Table 1.
Overview of the main stem cell types currently being investigated in both pre-clinical and clinical studies for the treatment of spinal cord injuries
| Type of trial | Cell type | SCI treatment approach | Main results | References |
|---|---|---|---|---|
| Pre-Clinical | ESCs | Human ESC-derived oligodendrocyte progenitor cells (OPCs), mice ESC in rodent model of acute, subacute, chronic SCI and SCI-myelin-deficient shiverer (shi/shi) mutant mice, SCI rat-chemical demyelination model. | Implanted cells differentiated into oligodendrocytes; improved remyelination of host axons; functional improvement. | [32,37,39–41] |
| NSCs | Mice, foetal neural precursor cells engineered to express BMP inhibitor, rat neural precursor cells neutralizating ciliary neurotrophic factor (CNTF), human foetal NSCs (neurospheres) in rodent model of acute, subacute, chronic SCI and SCI - myelin-deficient shiverer (shi/shi) mutant mice, spinal cord-injured NOD-scid mice, SCI-ischaemia. | Implanted cells differentiated into neurons (cholinergic, GABA-ergic), oligodendrocytes, low astrocytes; increased number of regenerated CST fibres both at the lesion and at caudal sites; improved remyelination, trunk stability, suppression of spasticity and rigidity; functional improvement. | [14,46,51,49,50,54] | |
| SCs | Autologous, syngeneic, allogeneic or xenogeneic transplantation of adult, new-born, skin-derived, bone-marrow derived or SC precursors in rodent model of acute, subacute and chronic SCI. Combinatorial therapies. | Improved axonal regeneration and remyelination; functional improvement; limited integration of SC into the host tissue. | [22,59–62] | |
| OECs | Allogeneic OEC implantation, and chondroitinase addition, olfactory-ensheathing glia grafts and SC bridges with chondroitinase in rodent models of acute, subacute and chronic SCI. Combinatorial therapies. | Improved axonal regeneration and remyelination; increased serotonergic axons in the bridge and beyond; significant correlation with functional improvement. | [62,69] | |
| MSCs | Autologous, syngeneic, allogeneic or xenogeneic MSC transplantation in rodent, large animals and primate models of acute, subacute and chronic SCI. Combinatorial therapies. | Reduced lesion volume, anti-apoptotic effect, enhanced axonal regeneration and remyelination; functional improvement. | [13,18,22,72,73] | |
| Clinical | ESCs | Human ESC-derived oligodendrocyte progenitor cells (OPCs) GRNOPC1 in complete T3-T9 subacute SCI. | Safety of the therapy.

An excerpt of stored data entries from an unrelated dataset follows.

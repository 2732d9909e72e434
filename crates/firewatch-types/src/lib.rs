use std::collections::BTreeMap;
use std::fmt;
use std::str::FromStr;

use serde::{Deserialize, Serialize};
use thiserror::Error;

/// Canonical sensor families a room can report.
///
/// Remote configurations may still use the legacy key `"temperature"`;
/// [`SensorKind::from_str`] accepts it as an alias for [`SensorKind::Temp`].
/// That alias handling is the single normalization point in the system —
/// configuration snapshots are never rewritten after ingress.
#[derive(Debug, Clone, Copy, PartialEq, Eq, PartialOrd, Ord, Hash, Serialize, Deserialize)]
#[serde(rename_all = "lowercase")]
pub enum SensorKind {
    Temp,
    Humidity,
    Gas,
}

impl SensorKind {
    /// All non-fire kinds, in feature-vector order: temp, humidity, gas.
    pub const ALL: [SensorKind; 3] = [SensorKind::Temp, SensorKind::Humidity, SensorKind::Gas];

    /// Canonical key prefix used by sensor ids in room data ("temp1", "gas2", …).
    pub fn name(&self) -> &'static str {
        match self {
            SensorKind::Temp => "temp",
            SensorKind::Humidity => "humidity",
            SensorKind::Gas => "gas",
        }
    }
}

impl fmt::Display for SensorKind {
    fn fmt(&self, f: &mut fmt::Formatter<'_>) -> fmt::Result {
        f.write_str(self.name())
    }
}

/// Error returned when a configuration key names no known sensor kind.
#[derive(Error, Debug, Clone, PartialEq, Eq)]
#[error("unknown sensor kind: {0}")]
pub struct UnknownSensorKind(pub String);

impl FromStr for SensorKind {
    type Err = UnknownSensorKind;

    fn from_str(s: &str) -> Result<Self, Self::Err> {
        match s {
            "temp" | "temperature" => Ok(SensorKind::Temp),
            "humidity" => Ok(SensorKind::Humidity),
            "gas" => Ok(SensorKind::Gas),
            other => Err(UnknownSensorKind(other.to_string())),
        }
    }
}

/// A raw reading as stored remotely: devices write plain numbers, numeric
/// strings, or (for fire contacts) booleans, depending on firmware version.
#[derive(Debug, Clone, PartialEq, Serialize, Deserialize)]
#[serde(untagged)]
pub enum SensorValue {
    Number(f64),
    Flag(bool),
    Text(String),
}

impl SensorValue {
    /// Coerce the reading to a float, if it represents one.
    ///
    /// `Text` must parse as a decimal number; `Flag` maps to 1.0/0.0.
    pub fn as_f64(&self) -> Option<f64> {
        match self {
            SensorValue::Number(n) => Some(*n),
            SensorValue::Flag(b) => Some(if *b { 1.0 } else { 0.0 }),
            SensorValue::Text(s) => s.trim().parse().ok(),
        }
    }

    /// Whether this reading is a positive fire signal.
    ///
    /// Fire contacts report the literal string `"1"`; integral numeric `1`
    /// is accepted as the same signal. Anything else — including boolean
    /// `true` — is treated as no signal.
    pub fn is_fire_positive(&self) -> bool {
        match self {
            SensorValue::Text(s) => s == "1",
            SensorValue::Number(n) => *n == 1.0,
            SensorValue::Flag(_) => false,
        }
    }
}

/// One room's raw readings for a single polling cycle, keyed by sensor id
/// (e.g. `"temp1"`, `"fire2"`).
pub type RoomData = BTreeMap<String, SensorValue>;

/// A room's readings after aggregation: at most one value per kind (the
/// arithmetic mean of that kind's sensors), plus the collapsed fire signal.
///
/// `fire` is `true` only when at least one fire sensor reported `"1"`;
/// rooms without fire sensors and rooms whose fire sensors all read `"0"`
/// are indistinguishable here, which is exactly what downstream consumers
/// require.
#[derive(Debug, Clone, PartialEq, Default)]
pub struct ProcessedRoomData {
    pub factors: BTreeMap<SensorKind, f64>,
    pub fire: bool,
}

impl ProcessedRoomData {
    /// The ordered `[temp, humidity, gas]` feature vector, available only
    /// when all three kinds were reported.
    pub fn feature_vector(&self) -> Option<[f64; 3]> {
        Some([
            *self.factors.get(&SensorKind::Temp)?,
            *self.factors.get(&SensorKind::Humidity)?,
            *self.factors.get(&SensorKind::Gas)?,
        ])
    }
}

/// Per-kind escalation thresholds. `medium` opens the elevated band,
/// `maximum` the critical band; `medium < maximum` is expected but not
/// enforced — classification follows the comparison chain either way.
#[derive(Debug, Clone, Copy, PartialEq, Serialize, Deserialize)]
pub struct ThresholdBand {
    pub medium: f64,
    pub maximum: f64,
}

/// A location's escalation policy, immutable for one evaluation pass.
///
/// Either block may be absent from the remote configuration; the voter
/// fails closed to [`HazardLevel::Normal`] in that case. Priority ranks are
/// ordinal: the numerically lowest rank wins a tie-break.
#[derive(Debug, Clone, PartialEq, Default)]
pub struct LocationConfig {
    thresholds: Option<BTreeMap<SensorKind, ThresholdBand>>,
    priorities: Option<BTreeMap<SensorKind, f64>>,
}

impl LocationConfig {
    pub fn new(
        thresholds: Option<BTreeMap<SensorKind, ThresholdBand>>,
        priorities: Option<BTreeMap<SensorKind, f64>>,
    ) -> Self {
        Self {
            thresholds,
            priorities,
        }
    }

    pub fn thresholds(&self) -> Option<&BTreeMap<SensorKind, ThresholdBand>> {
        self.thresholds.as_ref()
    }

    pub fn priorities(&self) -> Option<&BTreeMap<SensorKind, f64>> {
        self.priorities.as_ref()
    }
}

/// Discrete hazard level for a room. Totally ordered; `Critical` wins any
/// comparison and forces the location alarm.
#[derive(Debug, Clone, Copy, PartialEq, Eq, PartialOrd, Ord, Hash, Serialize, Deserialize)]
#[serde(rename_all = "lowercase")]
pub enum HazardLevel {
    Normal = 1,
    Elevated = 2,
    Critical = 3,
}

impl HazardLevel {
    /// Numeric code persisted to the remote store (1, 2 or 3).
    pub fn as_u8(&self) -> u8 {
        *self as u8
    }
}

impl fmt::Display for HazardLevel {
    fn fmt(&self, f: &mut fmt::Formatter<'_>) -> fmt::Result {
        match self {
            HazardLevel::Normal => f.write_str("normal"),
            HazardLevel::Elevated => f.write_str("elevated"),
            HazardLevel::Critical => f.write_str("critical"),
        }
    }
}

impl TryFrom<u8> for HazardLevel {
    type Error = FirewatchError;

    fn try_from(code: u8) -> Result<Self, Self::Error> {
        match code {
            1 => Ok(HazardLevel::Normal),
            2 => Ok(HazardLevel::Elevated),
            3 => Ok(HazardLevel::Critical),
            other => Err(FirewatchError::Level(other)),
        }
    }
}

/// One room's evaluated level for a cycle.
#[derive(Debug, Clone, PartialEq, Serialize)]
pub struct RoomResult {
    pub room: String,
    pub level: HazardLevel,
}

/// A location's evaluated rooms and the derived alarm flag.
#[derive(Debug, Clone, PartialEq, Serialize)]
pub struct LocationResult {
    pub location: String,
    pub alarm: bool,
    pub rooms: Vec<RoomResult>,
}

impl LocationResult {
    /// Build a result from evaluated rooms; the alarm raises iff any room
    /// reached [`HazardLevel::Critical`].
    pub fn new(location: impl Into<String>, rooms: Vec<RoomResult>) -> Self {
        let alarm = rooms.iter().any(|r| r.level == HazardLevel::Critical);
        Self {
            location: location.into(),
            alarm,
            rooms,
        }
    }
}

/// Faults shared across crate boundaries.
#[derive(Error, Debug)]
pub enum FirewatchError {
    #[error("invalid hazard level code: {0}")]
    Level(u8),

    #[error("status endpoint error: {0}")]
    Status(String),
}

No adverse or beneficial effect. | Geron News Release, CA, US, November 14, 2011 |
| NSCs | Human foetal derived neural progenitor (HuCNS-SC) in SCI Injury. Phase I/II. | Safety of the therapy. No adverse or beneficial effect. | [55] | |
| SCs | Autologous intramedullar SC transplantation into chronic SCI. | Safety of the therapy. No adverse or beneficial effect. | [168] | |
| OECs | Autologous olfactory ensheathing cell transplantation in human SCI: a pilot clinical study; a Phase I and a 3-year clinical trial (Phase I/IIa). | Feasibility and safety. | [66–68] | |
| MSCs | Autologous bone marrow mononuclear cells or ex vivo expanded autologous MSCs transplantation. Combination with granulocyte–macrophage colony-stimulating factor. Phase I/II. | Safety of the therapy. Modest functional improvement in acute and sub-acute patients, mild improvement in chronic patients. | [12,78–84] |
ESCs – embryonic stem cells; NSCs – neural stem cells; SCs – Schwann cells; OECs – olfactory ensheathing cells and MSCs – mesenchymal stem cells.